The moon jellyfish (a beautiful creature with a beautiful scientific name: aurelia aurita) is transparent, and these had a pinkish hue. They can grow up to about 16 inches in diameter, and they have four bright horseshoe-shaped gonads. Jellyfish are carnivorous, and they are prey to birds, fish, sea turtles, and, in parts of southeast Asia, humans. A few more cool facts about the moon jelly, thanks to the Lamar University Biology Department: They are 95% water. In 1991, more than 2,000 moon jellyfish traveled on the space shuttle Columbia as part of a study of weightlessness on development of jellyfish. And, of course, jellyfish are not fish. They’re of the phylum cnidarians; fish belong to the phylum chordate.
Tips on Jellyfish Stings: The crown of the jellyfish doesn’t sting, it’s all the tentacles down below that get you. Some common remedies have recently been debunked. Here’s what researchers advise: Rinse with vinegar, as its acetic acid inactivates the nematocysts so they can’t fire. Then remove any remaining tentacles with tweezers, and apply heat. Do not use freshwater to rinse off the burn; the change in pH between saltwater and freshwater can trigger more stinging.
A 2017 Popular Science article, “You’re Treating Jellyfish Stings All Wrong,” reports on the recent findings published in the journal Toxins.
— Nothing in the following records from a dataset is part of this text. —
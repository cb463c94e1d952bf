//! Repository layer for hit storage

pub mod hits;
pub mod memory;

use std::sync::Arc;

use async_trait::async_trait;
use chrono::NaiveDate;
use sqlx::{Pool, Postgres};

use crate::{
    error::AppResult,
    models::{Hit, HitFilter, HitKey, HitTotals, Host, NewHit},
};

/// Storage operations the hit engine relies on.
///
/// Implementations must reject a second row with the same [`HitKey`] on
/// insert with [`crate::AppError::Conflict`], a row for an unknown host with
/// [`crate::AppError::Invalid`] on `host_id`, and counts above
/// [`crate::models::hit::MAX_COUNT`].
///
/// The reporting operations (`most_recent_hit_on`, `top_hits`, `totals`)
/// must agree with [`crate::models::HitScope`] run over `list`.
#[cfg_attr(test, mockall::automock)]
#[async_trait]
pub trait HitStore: Send + Sync {
    /// Whether a hit with this key is already stored
    async fn exists(&self, key: &HitKey) -> AppResult<bool>;

    async fn insert(&self, hit: &NewHit) -> AppResult<Hit>;

    /// Add `by` to the count of an existing hit
    async fn increment_count(&self, id: i64, by: i64) -> AppResult<Hit>;

    /// Hits matching the filter, most recent day first
    async fn list(&self, filter: &HitFilter) -> AppResult<Vec<Hit>>;

    /// Latest `hit_on` among the hits matching the filter
    async fn most_recent_hit_on(&self, filter: &HitFilter) -> AppResult<Option<NaiveDate>>;

    /// Hits matching the filter in count order, optionally summed across
    /// hosts per (path, status, day) and truncated to `limit`
    async fn top_hits(
        &self,
        filter: &HitFilter,
        aggregate: bool,
        limit: Option<usize>,
    ) -> AppResult<Vec<Hit>>;

    /// Summary totals over the hits matching the filter. `aggregate` only
    /// changes `most_hits`, which is then taken over the per-group sums.
    async fn totals(&self, filter: &HitFilter, aggregate: bool) -> AppResult<HitTotals>;

    /// Remove every hit, returning how many were deleted
    async fn delete_all(&self) -> AppResult<u64>;

    async fn find_or_create_host(&self, hostname: &str) -> AppResult<Host>;

    async fn host_exists(&self, host_id: i32) -> AppResult<bool>;
}

/// Main repository struct holding the hit store
#[derive(Clone)]
pub struct Repository {
    pub hits: Arc<dyn HitStore>,
}

impl Repository {
    /// Create a repository backed by PostgreSQL
    pub fn new(pool: Pool<Postgres>) -> Self {
        Self {
            hits: Arc::new(hits::HitsRepository::new(pool)),
        }
    }

    /// Create a repository backed by process memory
    pub fn in_memory() -> Self {
        Self {
            hits: Arc::new(memory::MemoryHitStore::new()),
        }
    }

    pub fn with_store(store: Arc<dyn HitStore>) -> Self {
        Self { hits: store }
    }
}
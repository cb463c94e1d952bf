//! API integration tests

use std::sync::Arc;

use axum::{
    body::Body,
    http::{Request, StatusCode},
    Router,
};
use serde_json::{json, Value};
use tower::ServiceExt;

use hitstats_server::{
    api::create_router,
    config::{AppConfig, StorageBackend},
    repository::Repository,
    services::Services,
    AppState,
};

fn app() -> Router {
    let mut config = AppConfig::default();
    config.storage.backend = StorageBackend::Memory;

    create_router(AppState {
        config: Arc::new(config),
        services: Arc::new(Services::new(Repository::in_memory())),
    })
}

async fn send(app: &Router, method: &str, uri: &str, body: Option<Value>) -> (StatusCode, Value) {
    let request = Request::builder()
        .method(method)
        .uri(uri)
        .header("content-type", "application/json");
    let request = match body {
        Some(body) => request.body(Body::from(body.to_string())),
        None => request.body(Body::empty()),
    }
    .expect("Failed to build request");

    let response = app.clone().oneshot(request).await.expect("Failed to send request");
    let status = response.status();
    let bytes = axum::body::to_bytes(response.into_body(), usize::MAX)
        .await
        .expect("Failed to read body");
    let body = if bytes.is_empty() {
        Value::Null
    } else {
        serde_json::from_slice(&bytes).expect("Failed to parse response")
    };
    (status, body)
}

async fn create_host(app: &Router, hostname: &str) -> i64 {
    let (status, body) = send(app, "POST", "/api/v1/hosts", Some(json!({ "hostname": hostname }))).await;
    assert_eq!(status, StatusCode::CREATED);
    body["id"].as_i64().expect("No host id in response")
}

async fn create_hit(app: &Router, host_id: i64, path: &str, status: &str, count: i64, hit_on: &str) {
    let (code, body) = send(
        app,
        "POST",
        "/api/v1/hits",
        Some(json!({
            "host_id": host_id,
            "path": path,
            "http_status": status,
            "count": count,
            "hit_on": hit_on,
        })),
    )
    .await;
    assert_eq!(code, StatusCode::CREATED, "unexpected response: {}", body);
}

async fn seed(app: &Router) {
    let www = create_host(app, "www.example.gov").await;
    let aka = create_host(app, "aka.example.gov").await;

    create_hit(app, www, "/a", "301", 10, "2024-06-01").await;
    create_hit(app, aka, "/a", "301", 2, "2024-06-01").await;
    create_hit(app, www, "/a", "404", 22, "2024-06-01").await;
    create_hit(app, www, "/b", "301", 40, "2024-06-01").await;
    create_hit(app, aka, "/b", "301", 4, "2024-06-01").await;
    create_hit(app, aka, "/a", "301", 88, "2024-06-02").await;
}

#[tokio::test]
async fn test_health_check() {
    let app = app();
    let (status, body) = send(&app, "GET", "/api/v1/health", None).await;
    assert_eq!(status, StatusCode::OK);
    assert_eq!(body["status"], "healthy");

    let (status, body) = send(&app, "GET", "/api/v1/ready", None).await;
    assert_eq!(status, StatusCode::OK);
    assert_eq!(body["storage"], "memory");
}

#[tokio::test]
async fn test_create_hit_normalizes() {
    let app = app();
    let host = create_host(&app, "www.example.gov").await;

    let (status, body) = send(
        &app,
        "POST",
        "/api/v1/hits",
        Some(json!({
            "host_id": host,
            "path": "/some/page",
            "http_status": "200",
            "count": "7",
            "hit_on": "2024-06-01T18:45:00Z",
        })),
    )
    .await;

    assert_eq!(status, StatusCode::CREATED);
    assert_eq!(body["hit_on"], "2024-06-01");
    assert_eq!(body["count"], 7);
    assert_eq!(body["path_hash"].as_str().map(str::len), Some(40));
}

#[tokio::test]
async fn test_create_invalid_hit() {
    let app = app();
    let (status, body) = send(
        &app,
        "POST",
        "/api/v1/hits",
        Some(json!({
            "host_id": 1,
            "path": "/x",
            "http_status": "4044",
            "count": 1.3,
            "hit_on": "2024-06-01",
        })),
    )
    .await;

    assert_eq!(status, StatusCode::UNPROCESSABLE_ENTITY);
    assert!(body["details"]["http_status"].is_array());
    assert!(body["details"]["count"].is_array());

    let (_, hits) = send(&app, "GET", "/api/v1/hits", None).await;
    assert_eq!(hits.as_array().map(Vec::len), Some(0));
}

#[tokio::test]
async fn test_create_hit_for_unknown_host() {
    let app = app();
    let (status, body) = send(
        &app,
        "POST",
        "/api/v1/hits",
        Some(json!({
            "host_id": 999,
            "path": "/x",
            "http_status": "200",
            "count": 1,
            "hit_on": "2024-06-01",
        })),
    )
    .await;

    assert_eq!(status, StatusCode::UNPROCESSABLE_ENTITY);
    assert_eq!(body["details"]["host_id"][0]["code"], "exists");

    let (_, hits) = send(&app, "GET", "/api/v1/hits", None).await;
    assert_eq!(hits.as_array().map(Vec::len), Some(0));
}

#[tokio::test]
async fn test_create_hit_count_bounds() {
    let app = app();
    let host = create_host(&app, "www.example.gov").await;
    let hit = |count: Value, path: &str| {
        json!({
            "host_id": host,
            "path": path,
            "http_status": "200",
            "count": count,
            "hit_on": "2024-06-01",
        })
    };

    let (status, body) = send(&app, "POST", "/api/v1/hits", Some(hit(json!(2147483648i64), "/over"))).await;
    assert_eq!(status, StatusCode::UNPROCESSABLE_ENTITY);
    assert!(body["details"]["count"].is_array());

    let (status, body) = send(&app, "POST", "/api/v1/hits", Some(hit(json!(2147483647i64), "/max"))).await;
    assert_eq!(status, StatusCode::CREATED);
    let id = body["id"].as_i64().expect("No hit id");

    let (status, _) = send(
        &app,
        "POST",
        &format!("/api/v1/hits/{}/increment", id),
        Some(json!({ "by": 1 })),
    )
    .await;
    assert_eq!(status, StatusCode::BAD_REQUEST);
}

#[tokio::test]
async fn test_list_hits_in_count_order() {
    let app = app();
    seed(&app).await;

    let (status, body) = send(&app, "GET", "/api/v1/hits?date=2024-06-01&aggregate=true", None).await;
    assert_eq!(status, StatusCode::OK);

    let counts: Vec<i64> = body
        .as_array()
        .expect("Expected an array")
        .iter()
        .filter_map(|hit| hit["count"].as_i64())
        .collect();
    assert_eq!(counts, vec![44, 22, 12]);
    assert!(body[0]["host_id"].is_null());
}

#[tokio::test]
async fn test_list_hits_with_status() {
    let app = app();
    seed(&app).await;

    let (_, redirects) = send(&app, "GET", "/api/v1/hits?status=301", None).await;
    assert_eq!(redirects.as_array().map(Vec::len), Some(5));

    let (_, everything) = send(&app, "GET", "/api/v1/hits?status=all", None).await;
    assert_eq!(everything.as_array().map(Vec::len), Some(6));

    let (_, errors) = send(&app, "GET", "/api/v1/hits?category=errors", None).await;
    assert_eq!(errors.as_array().map(Vec::len), Some(1));
}

#[tokio::test]
async fn test_hits_summary() {
    let app = app();
    seed(&app).await;

    let (status, body) = send(&app, "GET", "/api/v1/hits/summary?aggregate=true", None).await;
    assert_eq!(status, StatusCode::OK);
    assert_eq!(body["most_recent_hit_on"], "2024-06-02");
    assert_eq!(body["total_hits"], 166);
    assert_eq!(body["most_hits"], 88);
    assert_eq!(body["counts_by_status"], json!({ "301": 144, "404": 22 }));

    let (_, period) = send(
        &app,
        "GET",
        "/api/v1/hits/summary?start_date=2024-06-01&end_date=2024-06-01&aggregate=true",
        None,
    )
    .await;
    assert_eq!(period["most_hits"], 44);
    assert_eq!(period["total_hits"], 78);
}

#[tokio::test]
async fn test_summary_of_empty_period() {
    let app = app();
    let (status, body) = send(
        &app,
        "GET",
        "/api/v1/hits/summary?start_date=2020-01-01&end_date=2020-01-31",
        None,
    )
    .await;
    assert_eq!(status, StatusCode::OK);
    assert_eq!(body["most_recent_hit_on"], "2020-01-31");
    assert_eq!(body["total_hits"], 0);
    assert_eq!(body["most_hits"], 0);
    assert_eq!(body["counts_by_status"], json!({}));
}

#[tokio::test]
async fn test_bad_query_date() {
    let app = app();
    let (status, _) = send(&app, "GET", "/api/v1/hits?start_date=yesterday", None).await;
    assert_eq!(status, StatusCode::BAD_REQUEST);
}

#[tokio::test]
async fn test_increment_and_delete() {
    let app = app();
    let host = create_host(&app, "www.example.gov").await;
    create_hit(&app, host, "/inc", "200", 1, "2024-06-01").await;

    let (_, hits) = send(&app, "GET", "/api/v1/hits", None).await;
    let id = hits[0]["id"].as_i64().expect("No hit id");

    let (status, body) = send(
        &app,
        "POST",
        &format!("/api/v1/hits/{}/increment", id),
        Some(json!({ "by": 5 })),
    )
    .await;
    assert_eq!(status, StatusCode::OK);
    assert_eq!(body["count"], 6);

    let (status, _) = send(&app, "POST", "/api/v1/hits/9999/increment", Some(json!({ "by": 1 }))).await;
    assert_eq!(status, StatusCode::NOT_FOUND);

    let (status, body) = send(&app, "DELETE", "/api/v1/hits", None).await;
    assert_eq!(status, StatusCode::OK);
    assert_eq!(body["deleted"], 1);
}
//! In-process hit store
//!
//! Keeps hits and hosts in memory behind a `RwLock`, enforcing the same
//! unique index, host reference and count bound as the `hits` table. Used
//! by the `memory` storage backend and by tests.

use std::collections::{BTreeMap, HashMap, HashSet};

use async_trait::async_trait;
use chrono::{NaiveDate, Utc};
use tokio::sync::RwLock;

use super::HitStore;
use crate::{
    error::{AppError, AppResult},
    models::{
        hit::{unknown_host_errors, MAX_COUNT},
        hit_scope::count_order,
        Hit, HitFilter, HitKey, HitTotals, Host, NewHit,
    },
};

#[derive(Default)]
struct MemoryState {
    hits: Vec<Hit>,
    /// Unique index over (host, path_hash, status, day)
    index: HashSet<HitKey>,
    hosts: Vec<Host>,
    next_hit_id: i64,
}

#[derive(Default)]
pub struct MemoryHitStore {
    state: RwLock<MemoryState>,
}

impl MemoryHitStore {
    pub fn new() -> Self {
        Self::default()
    }
}

impl MemoryState {
    fn matching<'a>(&'a self, filter: &'a HitFilter) -> impl Iterator<Item = &'a Hit> + 'a {
        self.hits.iter().filter(move |hit| filter.matches(hit))
    }

    /// Matching hits summed per (path, status, day), in first-seen order
    fn grouped(&self, filter: &HitFilter) -> Vec<Hit> {
        let mut positions: HashMap<(&str, &str, NaiveDate), usize> = HashMap::new();
        let mut groups: Vec<Hit> = Vec::new();
        for hit in self.matching(filter) {
            let key = (hit.path.as_str(), hit.http_status.as_str(), hit.hit_on);
            match positions.get(&key) {
                Some(&at) => groups[at].count += hit.count,
                None => {
                    positions.insert(key, groups.len());
                    groups.push(Hit {
                        id: None,
                        host_id: None,
                        created_at: None,
                        updated_at: None,
                        ..hit.clone()
                    });
                }
            }
        }
        groups
    }
}

#[async_trait]
impl HitStore for MemoryHitStore {
    async fn exists(&self, key: &HitKey) -> AppResult<bool> {
        Ok(self.state.read().await.index.contains(key))
    }

    async fn insert(&self, hit: &NewHit) -> AppResult<Hit> {
        let mut state = self.state.write().await;
        if !state.hosts.iter().any(|host| host.id == hit.host_id) {
            tracing::warn!(host_id = hit.host_id, "Hit rejected for unknown host");
            return Err(AppError::Invalid(unknown_host_errors()));
        }
        if hit.count <= 0 || hit.count > MAX_COUNT {
            return Err(AppError::Validation(format!(
                "Count must be between 1 and {}",
                MAX_COUNT
            )));
        }
        let key = hit.key();
        if state.index.contains(&key) {
            tracing::warn!(path = %hit.path, status = %hit.http_status, "Duplicate hit rejected by unique index");
            return Err(AppError::Conflict(
                "Hit already exists for this host, path, status and date".to_string(),
            ));
        }

        state.next_hit_id += 1;
        let now = Utc::now();
        let stored = Hit {
            id: Some(state.next_hit_id),
            host_id: Some(hit.host_id),
            path: hit.path.clone(),
            path_hash: hit.path_hash.clone(),
            http_status: hit.http_status.clone(),
            count: hit.count,
            hit_on: hit.hit_on,
            created_at: Some(now),
            updated_at: Some(now),
        };
        state.hits.push(stored.clone());
        state.index.insert(key);
        Ok(stored)
    }

    async fn increment_count(&self, id: i64, by: i64) -> AppResult<Hit> {
        let mut state = self.state.write().await;
        let hit = state
            .hits
            .iter_mut()
            .find(|hit| hit.id == Some(id))
            .ok_or_else(|| AppError::NotFound(format!("Hit with id {} not found", id)))?;
        hit.count = hit
            .count
            .checked_add(by)
            .filter(|count| (1..=MAX_COUNT).contains(count))
            .ok_or_else(|| AppError::Validation(format!("Count would exceed {}", MAX_COUNT)))?;
        hit.updated_at = Some(Utc::now());
        Ok(hit.clone())
    }

    async fn list(&self, filter: &HitFilter) -> AppResult<Vec<Hit>> {
        let state = self.state.read().await;
        let mut hits: Vec<Hit> = state.matching(filter).cloned().collect();
        hits.sort_by(|a, b| b.hit_on.cmp(&a.hit_on).then_with(|| a.id.cmp(&b.id)));
        Ok(hits)
    }

    async fn most_recent_hit_on(&self, filter: &HitFilter) -> AppResult<Option<NaiveDate>> {
        let state = self.state.read().await;
        Ok(state.matching(filter).map(|hit| hit.hit_on).max())
    }

    async fn top_hits(
        &self,
        filter: &HitFilter,
        aggregate: bool,
        limit: Option<usize>,
    ) -> AppResult<Vec<Hit>> {
        let state = self.state.read().await;
        let mut hits = if aggregate {
            state.grouped(filter)
        } else {
            state.matching(filter).cloned().collect()
        };
        hits.sort_by(count_order);
        if let Some(limit) = limit {
            hits.truncate(limit);
        }
        Ok(hits)
    }

    async fn totals(&self, filter: &HitFilter, aggregate: bool) -> AppResult<HitTotals> {
        let state = self.state.read().await;
        let mut totals = HitTotals::default();
        let mut counts_by_status: BTreeMap<String, i64> = BTreeMap::new();

        for hit in state.matching(filter) {
            totals.most_recent_hit_on = totals.most_recent_hit_on.max(Some(hit.hit_on));
            totals.total_hits += hit.count;
            totals.most_hits = totals.most_hits.max(hit.count);
            *counts_by_status.entry(hit.http_status.clone()).or_insert(0) += hit.count;
        }
        if aggregate {
            totals.most_hits = state
                .grouped(filter)
                .iter()
                .map(|group| group.count)
                .max()
                .unwrap_or(0);
        }

        totals.counts_by_status = counts_by_status;
        Ok(totals)
    }

    async fn delete_all(&self) -> AppResult<u64> {
        let mut state = self.state.write().await;
        let deleted = state.hits.len() as u64;
        state.hits.clear();
        state.index.clear();
        Ok(deleted)
    }

    async fn find_or_create_host(&self, hostname: &str) -> AppResult<Host> {
        let mut state = self.state.write().await;
        if let Some(host) = state.hosts.iter().find(|host| host.hostname == hostname) {
            return Ok(host.clone());
        }
        let host = Host {
            id: state.hosts.len() as i32 + 1,
            hostname: hostname.to_string(),
            created_at: Some(Utc::now()),
        };
        state.hosts.push(host.clone());
        Ok(host)
    }

    async fn host_exists(&self, host_id: i32) -> AppResult<bool> {
        let state = self.state.read().await;
        Ok(state.hosts.iter().any(|host| host.id == host_id))
    }
}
It’s an interesting read. A couple of important notes about common (mis)treatments: Scraping away tentacles applies more pressure, thus triggering the nematocysts to release more venom (which is particularly dangerous with more toxic jellies); ice exacerbates the stinging; and peeing on the affected area may do more harm than good. So don’t use these “remedies.” https://www.popsci.com/how-to-treat-jellyfish-sting#page-2
Our last dive took us to the Banana Patch, a very shallow dive, where we did find some cool creatures: three flamingo tongues on one little branch of seaweed, a fish only 1 cm in length that was possibly a juvenile angel, and a lobster. Barbie and I practiced a few skills, like mask removal. On this and a previous ride, the boat took a short detour to pull storm debris—a tire and a sign—out of the water. On the ride back to Key Largo, we were entertained by ballyhoos leaping out of the water.
Barbie and Phil were staying on a couple more days, but the rest of us said goodbye to the Rainbow Reef Dive Center. Rainbow Reef is a well-oiled operation. Their boats are large, and during our three-day experience, they ranged from about half-full to chock-full–one day I counted about 30 people, pretty crammed. They generally limited dives, even those that were quite shallow, to about 45 minutes. But they are competent and organized (and they have a fun prize wheel to spin, aprés diving, at their retail center on the highway–prizes include free diving!).
We cleaned up for a higher-end dinner at Sol by the Sea, and we wrapped up our last night together with delicious ice cream from Key Largo Chocolates, a hard-to-miss pink-and-green building on the main highway.
Key Largo was the best crappiest diving I’ve done. I saw Jesus, I got stung by jellyfish, and I laid eyes on the aftermath of a hurricane. Despite four of us searching for Jay, he had to rescue himself. I ate key lime pie multiple times in four days. We came up with some new scuba hand signals–who knew there was such a thing as a rainbow unicorn eel? (Okay, there’s not, but I bet you’d properly interpret our hand signal for it.) And I got to spend time with some pretty special people. It doesn’t get much better than that.